The _com_ptr_t passes the core functionality tests: The expected AddRef and Release operations are performed.

Our test for receiving a new pointer simulates calling a function prototyped as

void GetTest(Test** out);

but instead of having to write a function that produces a Test object, we just put the parameter in a variable. That way, we can just step through our test in the debugger to confirm that everything behaves as desired.

To receive a pointer into the wrapper, use the & operator. This operator releases any previous wrapped pointer before receiving the new one.

The _com_ptr_t fails the bonus test. The comparison operations fail with a compiler error saying that it couldn’t find a Query­Interface method. That’s because _com_ptr_t uses COM identity, so it needs to Query­Interface for the canonical unknown before performing the comparison.

The _com_ptr_t fails the “accidental bypass” litmus test. There are two ways of releasing the object that are dangerously similar:

ptr2.Release(); // good
ptr2->Release(); // bad

The good way asks the wrapper to release the pointer. This nulls out the wrapped pointer in addition to calling its Release() method. On the other hand, the bad way asks the wrapper for the wrapped pointer, and then calls the Release() method directly on the wrapped pointer. This doesn’t update the wrapper, so when the wrapper destructs, you get a double-release.
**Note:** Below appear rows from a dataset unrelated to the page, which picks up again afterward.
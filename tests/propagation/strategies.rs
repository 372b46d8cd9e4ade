/*
    Nyx, blazing fast astrodynamics
    Copyright (C) 2018-onwards Christopher Rabotin <christopher.rabotin@gmail.com>

    This program is free software: you can redistribute it and/or modify
    it under the terms of the GNU Affero General Public License as published
    by the Free Software Foundation, either version 3 of the License, or
    (at your option) any later version.

    This program is distributed in the hope that it will be useful,
    but WITHOUT ANY WARRANTY; without even the implied warranty of
    MERCHANTABILITY or FITNESS FOR A PARTICULAR PURPOSE.  See the
    GNU Affero General Public License for more details.

    You should have received a copy of the GNU Affero General Public License
    along with this program.  If not, see <https://www.gnu.org/licenses/>.
*/

extern crate pretty_env_logger as pel;

use approx::assert_abs_diff_eq;
use rstest::*;
use satdyn::cosmic::{FixedRotation, EARTH_GM_M3_S2, SECONDS_PER_DAY};
use satdyn::linalg::Vector3;
use satdyn::propagators::{
    CircularReference, EnckePropagation, EnckeSettings, KeplerPropagation, KeplerianElements,
    OrbitPropagator, PropagationError, PropagationMode, RelativeOrbitPropagation, Rk4Propagation,
    Rk4Settings,
};
use satdyn::Orbit;

use crate::TEST_JD;

fn eccentric_state() -> (Vector3<f64>, Vector3<f64>) {
    let elements = KeplerianElements {
        sma_m: 8_000e3,
        ecc: 0.1,
        inc_rad: 0.5,
        raan_rad: 1.2,
        aop_rad: 0.7,
        ma_rad: 0.0,
        gm_m3_s2: EARTH_GM_M3_S2,
    };
    elements.to_cartesian_after(0.0).unwrap()
}

/// Propagates both orbits with 60 s ticks for the provided duration, and returns the largest position difference.
fn max_difference(
    mut lhs: Orbit,
    mut rhs: Orbit,
    duration_s: f64,
    acceleration_i_m_s2: Vector3<f64>,
) -> f64 {
    let rotation = FixedRotation::uniform(0.0, TEST_JD);
    let mut max_err_m: f64 = 0.0;
    let mut elapsed_s = 0.0;
    while elapsed_s < duration_s {
        elapsed_s += 60.0;
        let jd = TEST_JD + elapsed_s / SECONDS_PER_DAY;
        lhs.add_acceleration_i(acceleration_i_m_s2);
        rhs.add_acceleration_i(acceleration_i_m_s2);
        lhs.propagate(elapsed_s, jd, &rotation).unwrap();
        rhs.propagate(elapsed_s, jd, &rotation).unwrap();
        max_err_m = max_err_m.max((lhs.position_i_m() - rhs.position_i_m()).norm());
    }
    max_err_m
}

fn build(propagator: OrbitPropagator) -> Orbit {
    Orbit::new(propagator, TEST_JD, &FixedRotation::uniform(0.0, TEST_JD)).unwrap()
}

#[test]
fn kepler_matches_rk4() {
    let _ = pel::try_init();
    let (r, v) = eccentric_state();
    let rk4 = build(OrbitPropagator::Rk4(
        Rk4Propagation::new(Rk4Settings::default(), r, v).unwrap(),
    ));
    let kepler = build(OrbitPropagator::Kepler(
        KeplerPropagation::from_cartesian(r, v, EARTH_GM_M3_S2, TEST_JD).unwrap(),
    ));
    assert_eq!(kepler.mode(), PropagationMode::Kepler);

    // The Julian day resolution limits the agreement to a fraction of a meter
    let err_m = max_difference(rk4, kepler, 7_200.0, Vector3::zeros());
    println!("Kepler vs RK4: {err_m:.3e} m");
    assert!(err_m < 1.0);
}

#[rstest]
#[case(Vector3::zeros())]
#[case(Vector3::new(1e-5, -2e-5, 5e-6))]
fn encke_matches_rk4(#[case] acceleration_i_m_s2: Vector3<f64>) {
    let _ = pel::try_init();
    let (r, v) = eccentric_state();
    let rk4 = build(OrbitPropagator::Rk4(
        Rk4Propagation::new(Rk4Settings::default(), r, v).unwrap(),
    ));
    let encke = build(OrbitPropagator::Encke(
        EnckePropagation::new(EnckeSettings::default(), r, v).unwrap(),
    ));

    let err_m = max_difference(rk4, encke, 7_200.0, acceleration_i_m_s2);
    println!("Encke vs RK4: {err_m:.3e} m");
    assert!(err_m < 0.1);
}

#[test]
fn encke_rectifies_under_thrust() {
    let _ = pel::try_init();
    let (r, v) = eccentric_state();
    let mut encke = build(OrbitPropagator::Encke(
        EnckePropagation::new(
            EnckeSettings::builder().step_s(5.0).rectification_ratio(1e-5).build(),
            r,
            v,
        )
        .unwrap(),
    ));
    let rotation = FixedRotation::uniform(0.0, TEST_JD);
    for minute in 1..=60 {
        let elapsed_s = 60.0 * f64::from(minute);
        let prograde = encke.velocity_i_m_s().normalize();
        encke.add_acceleration_i(1e-3 * prograde);
        encke
            .propagate(elapsed_s, TEST_JD + elapsed_s / SECONDS_PER_DAY, &rotation)
            .unwrap();
    }
    match encke.propagator() {
        OrbitPropagator::Encke(prop) => {
            assert!(prop.rectifications() > 0);
            // Prograde thrust raises the orbit
            assert!(prop.reference().sma_m > 8_000e3);
        }
        _ => unreachable!(),
    }
}

#[test]
fn relative_orbit_matches_rk4() {
    let _ = pel::try_init();
    let reference = CircularReference {
        radius_m: 6_878e3,
        inc_rad: 0.9,
        raan_rad: 2.0,
        arg_lat_rad: 0.4,
        gm_m3_s2: EARTH_GM_M3_S2,
    };
    let n = reference.mean_motion_rad_s();
    // Closed relative ellipse: 100 m radial, 200 m along-track amplitude
    let hcw = RelativeOrbitPropagation::new(
        reference,
        Vector3::new(100.0, 0.0, 20.0),
        Vector3::new(0.0, -2.0 * n * 100.0, 0.0),
        TEST_JD,
        TEST_JD,
    )
    .unwrap();
    let state = hcw.state();
    let (r_ref, _) = reference.state_after(0.0);
    assert_abs_diff_eq!(
        (state.position_i_m - r_ref).norm(),
        (100.0_f64.powi(2) + 20.0_f64.powi(2)).sqrt(),
        epsilon = 1e-6
    );

    let rk4 = build(OrbitPropagator::Rk4(
        Rk4Propagation::new(Rk4Settings::default(), state.position_i_m, state.velocity_i_m_s).unwrap(),
    ));
    let hcw = build(OrbitPropagator::RelativeOrbit(hcw));

    // Linearization error of the HCW equations at a few hundred meters
    let err_m = max_difference(rk4, hcw, 5_400.0, Vector3::zeros());
    println!("HCW vs RK4: {err_m:.3e} m");
    assert!(err_m < 2.0);
}

#[test]
fn invalid_construction() {
    let _ = pel::try_init();
    let (r, v) = eccentric_state();
    for step_s in [0.0, -1.0, f64::INFINITY] {
        assert_eq!(
            Rk4Propagation::new(Rk4Settings::builder().step_s(step_s).build(), r, v).unwrap_err(),
            PropagationError::InvalidStepSize { step_s }
        );
    }
    // Hyperbolic
    assert!(matches!(
        KeplerPropagation::from_cartesian(r, 2.0 * v, EARTH_GM_M3_S2, TEST_JD),
        Err(PropagationError::DegenerateOrbit { .. })
    ));
    assert!(matches!(
        RelativeOrbitPropagation::new(
            CircularReference {
                radius_m: 0.0,
                inc_rad: 0.0,
                raan_rad: 0.0,
                arg_lat_rad: 0.0,
                gm_m3_s2: EARTH_GM_M3_S2
            },
            Vector3::zeros(),
            Vector3::zeros(),
            TEST_JD,
            TEST_JD
        ),
        Err(PropagationError::DegenerateOrbit { .. })
    ));
}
The fact that the member function to release the wrapped pointer is also called Release makes this an easy trap to fall into.

The _com_ptr_t passes the litmus test: Both attempts to convert from another type of smart pointer generate an error which complains that there is no Query­Interface method.

So let’s keep a little scorecard.

_com_ptr_t scorecard
Default construction Pass
Construct from raw pointer Pass
Copy construction Pass
Destruction Pass
Attach and detach Pass
Assign to same-type raw pointer Pass
Assign to same-type smart pointer Pass
Fetch the wrapped pointer GetInterfacePtr()
Access the wrapped object ->
Receive pointer via & release old
Release and receive pointer &
Preserve and receive pointer N/A
Return to empty state Pass
Comparison Not supported
Accidental bypass Fail
Construct from other-type raw pointer Pass
Construct from other-type smart pointer Pass
Assign from other-type raw pointer Pass
Assign from other-type smart pointer Pass

Next time, we’ll look at MFC’s IPTR.

¹ Many of these libraries are quite old and predate the fancy-pants reinterpret_cast keyword. The only cast operator available at the time was the C-style cast, so that’s what they used.